** Opening RECORDS FOR THIS TASK block **

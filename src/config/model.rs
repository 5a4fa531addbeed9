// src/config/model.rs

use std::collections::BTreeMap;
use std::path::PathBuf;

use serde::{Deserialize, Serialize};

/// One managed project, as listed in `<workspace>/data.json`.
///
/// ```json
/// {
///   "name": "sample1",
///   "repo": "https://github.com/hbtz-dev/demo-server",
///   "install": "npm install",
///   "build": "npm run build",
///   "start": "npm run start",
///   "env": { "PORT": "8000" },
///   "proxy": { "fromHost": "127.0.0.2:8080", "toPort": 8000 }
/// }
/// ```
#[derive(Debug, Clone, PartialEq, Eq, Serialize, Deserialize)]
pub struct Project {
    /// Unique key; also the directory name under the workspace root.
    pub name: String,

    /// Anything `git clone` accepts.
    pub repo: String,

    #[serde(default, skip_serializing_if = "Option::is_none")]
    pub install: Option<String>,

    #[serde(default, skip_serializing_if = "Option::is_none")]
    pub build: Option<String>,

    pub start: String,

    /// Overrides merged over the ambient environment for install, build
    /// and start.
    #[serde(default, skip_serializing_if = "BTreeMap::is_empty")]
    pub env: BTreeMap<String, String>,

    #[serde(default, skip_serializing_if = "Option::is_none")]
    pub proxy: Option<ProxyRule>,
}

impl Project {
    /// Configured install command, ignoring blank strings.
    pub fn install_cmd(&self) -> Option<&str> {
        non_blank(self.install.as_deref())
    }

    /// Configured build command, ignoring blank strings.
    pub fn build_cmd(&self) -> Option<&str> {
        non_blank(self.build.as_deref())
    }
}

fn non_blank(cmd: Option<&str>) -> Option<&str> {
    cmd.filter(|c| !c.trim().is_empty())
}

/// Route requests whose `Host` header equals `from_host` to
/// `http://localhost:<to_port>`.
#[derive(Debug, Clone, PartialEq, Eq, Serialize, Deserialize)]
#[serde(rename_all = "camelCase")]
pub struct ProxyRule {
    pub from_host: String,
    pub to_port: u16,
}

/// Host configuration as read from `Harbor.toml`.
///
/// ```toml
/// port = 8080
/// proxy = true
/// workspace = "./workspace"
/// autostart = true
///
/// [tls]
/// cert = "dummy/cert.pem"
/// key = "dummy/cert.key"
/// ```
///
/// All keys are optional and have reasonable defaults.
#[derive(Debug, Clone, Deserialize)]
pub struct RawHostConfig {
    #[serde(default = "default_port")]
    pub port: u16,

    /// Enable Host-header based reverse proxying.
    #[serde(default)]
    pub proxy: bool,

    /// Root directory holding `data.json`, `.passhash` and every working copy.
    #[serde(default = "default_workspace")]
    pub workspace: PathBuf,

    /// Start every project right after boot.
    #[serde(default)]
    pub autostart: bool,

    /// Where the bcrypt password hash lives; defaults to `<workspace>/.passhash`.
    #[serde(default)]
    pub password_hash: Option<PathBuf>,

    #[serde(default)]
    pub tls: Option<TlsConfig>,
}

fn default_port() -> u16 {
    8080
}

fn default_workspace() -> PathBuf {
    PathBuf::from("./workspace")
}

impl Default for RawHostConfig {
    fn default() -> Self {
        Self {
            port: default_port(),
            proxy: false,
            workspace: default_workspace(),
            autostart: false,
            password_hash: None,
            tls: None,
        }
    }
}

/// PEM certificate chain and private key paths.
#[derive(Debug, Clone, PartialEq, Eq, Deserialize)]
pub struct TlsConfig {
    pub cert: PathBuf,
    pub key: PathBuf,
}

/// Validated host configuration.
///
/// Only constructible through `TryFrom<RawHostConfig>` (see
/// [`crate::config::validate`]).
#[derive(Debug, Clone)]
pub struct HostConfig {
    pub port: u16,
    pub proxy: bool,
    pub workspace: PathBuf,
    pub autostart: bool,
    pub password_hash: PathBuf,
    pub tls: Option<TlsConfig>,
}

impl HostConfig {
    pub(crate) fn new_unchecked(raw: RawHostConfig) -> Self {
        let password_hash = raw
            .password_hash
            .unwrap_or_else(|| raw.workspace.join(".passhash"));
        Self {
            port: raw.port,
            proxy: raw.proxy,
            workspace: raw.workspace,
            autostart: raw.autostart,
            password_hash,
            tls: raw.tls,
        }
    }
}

** Closing RECORDS FOR THIS TASK block **

● **WORK REQUEST**:
An exact copy of the listing is what's needed here.

● **RESULT OF THIS TASK**:
filename src/config/model.rs
repository 5a4fa531addbeed9
// src/config/model.rs

use std::collections::BTreeMap;
use std::path::PathBuf;

use serde::{Deserialize, Serialize};

/// One managed project, as listed in `<workspace>/data.json`.
///
/// ```json
/// {
///   "name": "sample1",
///   "repo": "https://github.com/hbtz-dev/demo-server",
///   "install": "npm install",
///   "build": "npm run build",
///   "start": "npm run start",
///   "env": { "PORT": "8000" },
///   "proxy": { "fromHost": "127.0.0.2:8080", "toPort": 8000 }
/// }
/// ```
#[derive(Debug, Clone, PartialEq, Eq, Serialize, Deserialize)]
pub struct Project {
    /// Unique key; also the directory name under the workspace root.
    pub name: String,

    /// Anything `git clone` accepts.
    pub repo: String,

    #[serde(default, skip_serializing_if = "Option::is_none")]
    pub install: Option<String>,

    #[serde(default, skip_serializing_if = "Option::is_none")]
    pub build: Option<String>,

    pub start: String,

    /// Overrides merged over the ambient environment for install, build
    /// and start.
    #[serde(default, skip_serializing_if = "BTreeMap::is_empty")]
    pub env: BTreeMap<String, String>,

    #[serde(default, skip_serializing_if = "Option::is_none")]
    pub proxy: Option<ProxyRule>,
}

impl Project {
    /// Configured install command, ignoring blank strings.
    pub fn install_cmd(&self) -> Option<&str> {
        non_blank(self.install.as_deref())
    }

    /// Configured build command, ignoring blank strings.
    pub fn build_cmd(&self) -> Option<&str> {
        non_blank(self.build.as_deref())
    }
}

fn non_blank(cmd: Option<&str>) -> Option<&str> {
    cmd.filter(|c| !c.trim().is_empty())
}

/// Route requests whose `Host` header equals `from_host` to
/// `http://localhost:<to_port>`.
#[derive(Debug, Clone, PartialEq, Eq, Serialize, Deserialize)]
#[serde(rename_all = "camelCase")]
pub struct ProxyRule {
    pub from_host: String,
    pub to_port: u16,
}

/// Host configuration as read from `Harbor.toml`.
///
/// ```toml
/// port = 8080
/// proxy = true
/// workspace = "./workspace"
/// autostart = true
///
/// [tls]
/// cert = "dummy/cert.pem"
/// key = "dummy/cert.key"
/// ```
///
/// All keys are optional and have reasonable defaults.
#[derive(Debug, Clone, Deserialize)]
pub struct RawHostConfig {
    #[serde(default = "default_port")]
    pub port: u16,

    /// Enable Host-header based reverse proxying.
    #[serde(default)]
    pub proxy: bool,

    /// Root directory holding `data.json`, `.passhash` and every working copy.
    #[serde(default = "default_workspace")]
    pub workspace: PathBuf,

    /// Start every project right after boot.
    #[serde(default)]
    pub autostart: bool,

    /// Where the bcrypt password hash lives; defaults to `<workspace>/.passhash`.
    #[serde(default)]
    pub password_hash: Option<PathBuf>,

    #[serde(default)]
    pub tls: Option<TlsConfig>,
}

fn default_port() -> u16 {
    8080
}

fn default_workspace() -> PathBuf {
    PathBuf::from("./workspace")
}

impl Default for RawHostConfig {
    fn default() -> Self {
        Self {
            port: default_port(),
            proxy: false,
            workspace: default_workspace(),
            autostart: false,
            password_hash: None,
            tls: None,
        }
    }
}

/// PEM certificate chain and private key paths.
#[derive(Debug, Clone, PartialEq, Eq, Deserialize)]
pub struct TlsConfig {
    pub cert: PathBuf,
    pub key: PathBuf,
}

/// Validated host configuration.
///
/// Only constructible through `TryFrom<RawHostConfig>` (see
/// [`crate::config::validate`]).
#[derive(Debug, Clone)]
pub struct HostConfig {
    pub port: u16,
    pub proxy: bool,
    pub workspace: PathBuf,
    pub autostart: bool,
    pub password_hash: PathBuf,
    pub tls: Option<TlsConfig>,
}

impl HostConfig {
    pub(crate) fn new_unchecked(raw: RawHostConfig) -> Self {
        let password_hash = raw
            .password_hash
            .unwrap_or_else(|| raw.workspace.join(".passhash"));
        Self {
            port: raw.port,
            proxy: raw.proxy,
            workspace: raw.workspace,
            autostart: raw.autostart,
            password_hash,
            tls: raw.tls,
        }
    }
}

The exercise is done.